The Miller General Hospital was a hospital in Greenwich, London from 1884 until 1974. It was developed adjacent to an earlier dispensary, and was the first British hospital designed with circular wards, and one of the first to have an X-ray department.

==History==
In 1783, the Kent Dispensary opened in a house in the Broadway, Deptford. It later (1837) earned royal patronage from Queen Victoria and became the Royal Kent Dispensary. In 1851, this was forced to move to a new building (completed in 1855; architects Brandon & Ritchie) nearby in Greenwich High Road.

To mark the Dispensary's centenary in 1883, it was decided to build a hospital named after the Revd Canon John Cale Miller (1814–1880), vicar of St Alfege Church, Greenwich and a supporter of the Dispensary. The Miller Memorial Hospital opened in December 1884, with 25 beds. It was the first British hospital to have circular wards—they were 35 feet (11m) in diameter, so avoiding corners which might harbour stale air and germs (a theory championed by surgeon John Marshall)—designed by Keith Downes Young of the architects Young and Hall. There were two wards, named Beatrice Ward and John Penn Ward (John Penn and Sons was a prominent local employer). In April 1898, a new temporary out-patients wing was opened by philanthropist John Passmore Edwards, treating 50–60 people per day.

In 1908, the Hospital was renamed the Miller General Hospital for South East London.
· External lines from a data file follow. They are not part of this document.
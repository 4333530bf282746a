//! # Session Module
//!
//! Explicit per-session login context.
//!
//! - Lives exactly as long as one interactive session
//! - Owned by its caller and passed where it is needed; there is no global flag
//! - Credentials are accepted but never validated against any store

use crate::PrivoptError;
use serde::{Deserialize, Serialize};

/// Login state of one interactive session.
#[derive(Debug, Clone, PartialEq, Eq, Default, Serialize, Deserialize)]
pub struct Session {
    username: Option<String>,
    logged_in: bool,
}

impl Session {
    /// Create a logged-out session.
    #[must_use]
    pub fn new() -> Self {
        Self::default()
    }

    /// Mark the session as logged in.
    ///
    /// Any username/password pair is accepted; the password is discarded.
    pub fn login(&mut self, username: impl Into<String>, _password: &str) {
        self.username = Some(username.into());
        self.logged_in = true;
    }

    /// Reset the session to its logged-out state.
    pub fn logout(&mut self) {
        self.username = None;
        self.logged_in = false;
    }

    #[must_use]
    pub fn is_logged_in(&self) -> bool {
        self.logged_in
    }

    #[must_use]
    pub fn username(&self) -> Option<&str> {
        self.username.as_deref()
    }

    /// Gate an operation on the login flag.
    pub fn require_login(&self) -> Result<(), PrivoptError> {
        if self.logged_in {
            Ok(())
        } else {
            Err(PrivoptError::NotLoggedIn)
        }
    }
}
Neighbouring land and properties were purchased, and work on a new extension began in 1911, a foundation stone being laid by William Legge, 6th Earl of Dartmouth. The new William Bucknell Wing was officially opened on 15 November 1912 by Princess Louise, Duchess of Argyll, and increased the hospital's bed capacity to 76. The four-storey building, which cost £23,000, included a purpose-built X-ray department—possibly the first in Britain—located in the basement, expanding on pioneering work started in 1896 by surgeon Thomas Moore.

Following the outbreak of the First World War, beds were made available for wounded and sick servicemen. In 1917 the hospital took over a 14-bed convalescent home in Bexhill-on-Sea, which had belonged to the Deptford Medical Mission, and this became the Miller General Hospital Convalescent Home (later, 1931, the Fountain Convalescent Home, and after the Second World War, requisitioned by the Bexhill Corporation for housing).
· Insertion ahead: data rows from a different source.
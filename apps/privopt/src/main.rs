//! # privopt - Device Optimization for Privacy-Preserving Mobile Computing
//!
//! The main binary for the privopt policy engine.
//!
//! This application provides:
//! - HTTP REST API server (axum-based)
//! - CLI interface for fleet comparisons, risk classification and reports
//!
//! ## Architecture
//!
//! ```text
//! ┌──────────────────────────────────────────────────────┐
//! │                apps/privopt (THE BINARY)             │
//! │                                                      │
//! │  ┌─────────────┐   ┌─────────────┐   ┌────────────┐  │
//! │  │    CLI      │   │  HTTP API   │   │ Fleet files│  │
//! │  │   (clap)    │   │   (axum)    │   │ (toml/json)│  │
//! │  └──────┬──────┘   └──────┬──────┘   └─────┬──────┘  │
//! │         └─────────────────┼────────────────┘         │
//! │                           ▼                          │
//! │                  ┌─────────────────┐                 │
//! │                  │  privopt-core   │                 │
//! │                  │  (THE LOGIC)    │                 │
//! │                  └─────────────────┘                 │
//! └──────────────────────────────────────────────────────┘
//! ```
//!
//! ## Usage
//!
//! ```bash
//! # Start the HTTP server
//! privopt server --host 0.0.0.0 --port 8080
//!
//! # CLI operations
//! privopt optimize -f fleet.toml
//! privopt classify --data "Location" --network Medium
//! privopt --json-mode track
//! ```

use clap::Parser;
use privopt::cli;
use tracing_subscriber::{layer::SubscriberExt, util::SubscriberInitExt};

// =============================================================================
// APPLICATION ENTRY POINT
// =============================================================================

#[tokio::main]
async fn main() {
    let cli = cli::Cli::parse();

    // PRIVOPT_LOG_FORMAT=json enables machine-parseable output.
    let log_format = std::env::var("PRIVOPT_LOG_FORMAT").unwrap_or_else(|_| "text".to_string());

    let default_filter = if cli.verbose {
        "privopt=debug,tower_http=debug"
    } else {
        "privopt=info,tower_http=debug"
    };
    let filter = tracing_subscriber::EnvFilter::try_from_default_env()
        .unwrap_or_else(|_| default_filter.into());

    match log_format.as_str() {
        "json" => {
            tracing_subscriber::registry()
                .with(filter)
                .with(tracing_subscriber::fmt::layer().json().with_writer(std::io::stderr))
                .init();
        }
        _ => {
            tracing_subscriber::registry()
                .with(filter)
                .with(tracing_subscriber::fmt::layer().with_writer(std::io::stderr))
                .init();
        }
    }

    // Banner would corrupt JSON output
    if !cli.quiet && !cli.json_mode {
        print_banner();
    }

    if let Err(e) = cli::execute(cli).await {
        tracing::error!("Error: {}", e);
        std::process::exit(1);
    }
}

/// Print the privopt startup banner.
fn print_banner() {
    println!(
        r#"
  privopt v{}
  Device Optimization for Privacy-Preserving Mobile Computing

  Input -> Optimization -> Output
"#,
        env!("CARGO_PKG_VERSION")
    );
}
The Greenwich hospital was further expanded in 1928 with construction of the Robinson Wing, named after John Henry Robinson, then chairman of the hospital, and increasing the hospital's capacity to 151 beds. A new operating theatre was also installed in the Bucknell Wing, and a nurses' home built in Catherine Grove. Seven years later, in 1935, a new 16-bed ward was added to the Robinson Wing, and a new Out-Patients Department was opened in the late 1930s.

During the Second World War, the Hospital joined the Emergency Medical Service, reserving 10 of its 172 beds for civilian or military casualties, and in 1948, it joined the National Health Service, along with St Alfege's Hospital, under the control of the Greenwich and Deptford Hospital Management Committee, part of the South East Metropolitan Regional Hospital Board.

In 1965 the hospital was absorbed by Greenwich District Hospital (formerly St Alfege's), becoming the Miller General Wing. However, in need of expensive modernisation, it was closed in 1974. Services were transferred to the District Hospital, and most of the Miller buildings were demolished in 1975. The original Dispensary (a Grade II listed building), the general wing building (also listed Grade II) and nurses' home survive, having been redeveloped by Bellway Homes as residential accommodation.

== Notable staff ==

- Elsie Mussett (1874–1945), matron from 1909 until her retirement in 1928. Mussett trained at the London Hospital under Eva Luckes between 1900 and 1902. After working as a staff nurse, she was promoted to holiday sister, and ward sister, and left when she was appointed matron of the Miller Hospital. During World War I, she was mentioned in dispatches for her work at the hospital which also cared for military patients.